Which lines of the entries below include "Display"? List them all.

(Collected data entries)
= Beginning of Section =
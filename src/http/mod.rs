//! HTTP/1.1 origin server core
//!
//! This module turns bytes buffered by the [`net`](crate::net) layer into
//! requests, hands complete requests to a [`Handler`], and drives
//! connections from an event loop.
//!
//! # Architecture
//!
//! - [`RequestParser`] is an incremental state machine. It consumes complete
//!   lines from a connection's input buffer and never blocks: when data is
//!   missing it reports [`Parsed::Pending`] and resumes on the next call.
//! - [`Handler`] is the dispatch seam. A handler writes the response head
//!   into the output buffer and may arm a [`FilePipe`](crate::net::FilePipe)
//!   for the body.
//! - [`ClientConnection`] owns the socket, both buffers, the parser and the
//!   pipe, and reacts to readiness events.
//! - [`Server`] accepts connections and runs the readiness loop.
//!
//! # Examples
//!
//! ```no_run
//! use liso::http::{files::StaticFiles, Server};
//!
//! let handler = StaticFiles::new("./www");
//! let mut server = Server::bind("127.0.0.1:8080".parse().unwrap(), handler).unwrap();
//! server.run().unwrap();
//! ```

pub mod connection;
pub mod files;
pub mod headers;
pub mod message;
pub mod parser;
pub mod response;
pub mod server;

pub use connection::{ClientConnection, ConnState};
pub use headers::Headers;
pub use message::{HttpRequest, Method, Status, Version};
pub use parser::{Handler, HandlerResult, Parsed, Reply, RequestParser};
pub use server::Server;

/// Result type for HTTP operations
pub type Result<T> = std::result::Result<T, Error>;

/// Ways a request can be malformed
///
/// All of them are answered with `400 Bad Request`; the variants exist so
/// logs and tests can tell them apart.
#[derive(Debug, Clone, Copy, PartialEq, Eq)]
pub enum BadRequest {
    LineTooLong,
    MalformedRequestLine,
    MalformedHeader,
    TooManyHeaders,
    InvalidContentLength,
}

impl std::fmt::Display for BadRequest {
    fn fmt(&self, f: &mut std::fmt::Formatter<'_>) -> std::fmt::Result {
        let reason = match self {
            BadRequest::LineTooLong => "line too long",
            BadRequest::MalformedRequestLine => "malformed request line",
            BadRequest::MalformedHeader => "malformed header",
            BadRequest::TooManyHeaders => "too many headers",
            BadRequest::InvalidContentLength => "invalid Content-Length",
        };
        f.write_str(reason)
    }
}

/// HTTP operation errors
#[derive(Debug, thiserror::Error)]
pub enum Error {
    #[error("I/O error: {0}")]
    Io(#[from] std::io::Error),

    #[error("Network error: {0}")]
    Net(crate::net::Error),

    #[error("Bad request: {0}")]
    BadRequest(BadRequest),

    #[error("Method not allowed: {0}")]
    MethodNotAllowed(String),

    #[error("HTTP version not supported: {0}")]
    VersionNotSupported(String),

    #[error("Length required")]
    LengthRequired,

    #[error("Handler failed with status {0}")]
    Handler(Status),
}

impl From<crate::net::Error> for Error {
    fn from(err: crate::net::Error) -> Self {
        match err {
            crate::net::Error::LineTooLong { .. } => Error::BadRequest(BadRequest::LineTooLong),
            other => Error::Net(other),
        }
    }
}

impl Error {
    /// Status of the error response owed to the peer
    ///
    /// Transport errors have none: the connection is simply dropped.
    pub fn status(&self) -> Option<Status> {
        match self {
            Error::Io(_) | Error::Net(_) => None,
            Error::BadRequest(_) => Some(Status::BAD_REQUEST),
            Error::MethodNotAllowed(_) => Some(Status::METHOD_NOT_ALLOWED),
            Error::VersionNotSupported(_) => Some(Status::HTTP_VERSION_NOT_SUPPORTED),
            Error::LengthRequired => Some(Status::LENGTH_REQUIRED),
            Error::Handler(status) => Some(*status),
        }
    }
}

/// Maximum number of headers per request
pub const MAX_HEADERS: usize = 100;

/// CRLF line ending
pub const CRLF: &str = "\r\n";

/// Value of the `Server` response header
pub const SERVER_NAME: &str = "Liso/1.0";
//! HTTP message types
//!
//! Request-side types produced by the parser, and the status codes handlers
//! answer with.

use super::{Error, Headers, Result};
use std::fmt;

/// Methods the server accepts
#[derive(Debug, Clone, Copy, PartialEq, Eq, Hash)]
pub enum Method {
    Get,
    Head,
    Post,
}

impl Method {
    /// Parse a method token, ignoring ASCII case
    pub fn parse(s: &str) -> Result<Self> {
        if s.eq_ignore_ascii_case("GET") {
            Ok(Method::Get)
        } else if s.eq_ignore_ascii_case("HEAD") {
            Ok(Method::Head)
        } else if s.eq_ignore_ascii_case("POST") {
            Ok(Method::Post)
        } else {
            Err(Error::MethodNotAllowed(s.to_string()))
        }
    }

    pub fn as_str(&self) -> &'static str {
        match self {
            Method::Get => "GET",
            Method::Head => "HEAD",
            Method::Post => "POST",
        }
    }
}

impl fmt::Display for Method {
    fn fmt(&self, f: &mut fmt::Formatter<'_>) -> fmt::Result {
        f.write_str(self.as_str())
    }
}

/// Protocol version
///
/// Only HTTP/1.1 is spoken.
#[derive(Debug, Clone, Copy, PartialEq, Eq, Hash, Default)]
pub enum Version {
    #[default]
    Http11,
}

impl Version {
    /// Parse a version token, ignoring ASCII case
    pub fn parse(s: &str) -> Result<Self> {
        if s.eq_ignore_ascii_case("HTTP/1.1") {
            Ok(Version::Http11)
        } else {
            Err(Error::VersionNotSupported(s.to_string()))
        }
    }

    pub fn as_str(&self) -> &'static str {
        match self {
            Version::Http11 => "HTTP/1.1",
        }
    }
}

impl fmt::Display for Version {
    fn fmt(&self, f: &mut fmt::Formatter<'_>) -> fmt::Result {
        f.write_str(self.as_str())
    }
}

/// HTTP status code
#[derive(Debug, Clone, Copy, PartialEq, Eq, Hash)]
pub struct Status {
    code: u16,
}

impl Status {
    /// Create a status code in the 100..600 range
    pub fn new(code: u16) -> Option<Self> {
        (100..600).contains(&code).then_some(Status { code })
    }

    pub fn code(&self) -> u16 {
        self.code
    }

    /// Reason phrase for the statuses this server sends
    pub fn reason_phrase(&self) -> &'static str {
        match self.code {
            200 => "OK",
            400 => "Bad Request",
            404 => "Not Found",
            405 => "Method Not Allowed",
            411 => "Length Required",
            500 => "Internal Server Error",
            501 => "Not Implemented",
            505 => "HTTP Version Not Supported",
            _ => "Unknown",
        }
    }

    pub const OK: Status = Status { code: 200 };
    pub const BAD_REQUEST: Status = Status { code: 400 };
    pub const NOT_FOUND: Status = Status { code: 404 };
    pub const METHOD_NOT_ALLOWED: Status = Status { code: 405 };
    pub const LENGTH_REQUIRED: Status = Status { code: 411 };
    pub const INTERNAL_SERVER_ERROR: Status = Status { code: 500 };
    pub const NOT_IMPLEMENTED: Status = Status { code: 501 };
    pub const HTTP_VERSION_NOT_SUPPORTED: Status = Status { code: 505 };
}

impl fmt::Display for Status {
    fn fmt(&self, f: &mut fmt::Formatter<'_>) -> fmt::Result {
        write!(f, "{} {}", self.code, self.reason_phrase())
    }
}

/// A parsed request
///
/// The body borrows the connection's input buffer, so a request with a body
/// cannot outlive the dispatch call it was built for. Requests held by the
/// parser between readiness events carry an empty `'static` body.
#[derive(Debug, Clone)]
pub struct HttpRequest<'b> {
    method: Method,
    uri: String,
    version: Version,
    headers: Headers,
    content_len: Option<usize>,
    body: &'b [u8],
}

impl HttpRequest<'static> {
    /// Start a request from a parsed request line
    pub fn new(method: Method, uri: impl Into<String>, version: Version) -> Self {
        HttpRequest {
            method,
            uri: uri.into(),
            version,
            headers: Headers::new(),
            content_len: None,
            body: &[],
        }
    }

    pub fn builder() -> HttpRequestBuilder {
        HttpRequestBuilder::new()
    }
}

impl<'b> HttpRequest<'b> {
    pub fn method(&self) -> Method {
        self.method
    }

    pub fn uri(&self) -> &str {
        &self.uri
    }

    pub fn version(&self) -> Version {
        self.version
    }

    pub fn headers(&self) -> &Headers {
        &self.headers
    }

    pub fn headers_mut(&mut self) -> &mut Headers {
        &mut self.headers
    }

    /// Body length announced by `Content-Length`, once headers are complete
    pub fn content_length(&self) -> Option<usize> {
        self.content_len
    }

    pub(crate) fn set_content_length(&mut self, len: usize) {
        self.content_len = Some(len);
    }

    pub fn body(&self) -> &'b [u8] {
        self.body
    }

    /// Attach a body, rebinding the request to the body's lifetime
    pub fn with_body<'a>(self, body: &'a [u8]) -> HttpRequest<'a> {
        HttpRequest {
            method: self.method,
            uri: self.uri,
            version: self.version,
            headers: self.headers,
            content_len: self.content_len,
            body,
        }
    }

    /// Whether the peer asked for the connection to close after this exchange
    pub fn wants_close(&self) -> bool {
        self.headers
            .get("Connection")
            .is_some_and(|value| value.eq_ignore_ascii_case("close"))
    }
}

/// Builder for requests, mostly useful for exercising handlers
#[derive(Debug, Default)]
pub struct HttpRequestBuilder {
    method: Option<Method>,
    uri: Option<String>,
    headers: Headers,
}

impl HttpRequestBuilder {
    pub fn new() -> Self {
        Self::default()
    }

    pub fn method(mut self, method: Method) -> Self {
        self.method = Some(method);
        self
    }

    pub fn uri(mut self, uri: impl Into<String>) -> Self {
        self.uri = Some(uri.into());
        self
    }

    pub fn header(mut self, name: impl Into<String>, value: impl Into<String>) -> Self {
        self.headers.insert(name, value);
        self
    }

    pub fn build(self) -> HttpRequest<'static> {
        let mut req = HttpRequest::new(
            self.method.unwrap_or(Method::Get),
            self.uri.unwrap_or_else(|| "/".to_string()),
            Version::Http11,
        );
        req.headers = self.headers;
        req
    }
}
= End of Section =
### [ANSWER TO THIS TASK]
impl std::fmt::Display for BadRequest {
impl fmt::Display for Method {
impl fmt::Display for Version {
impl fmt::Display for Status {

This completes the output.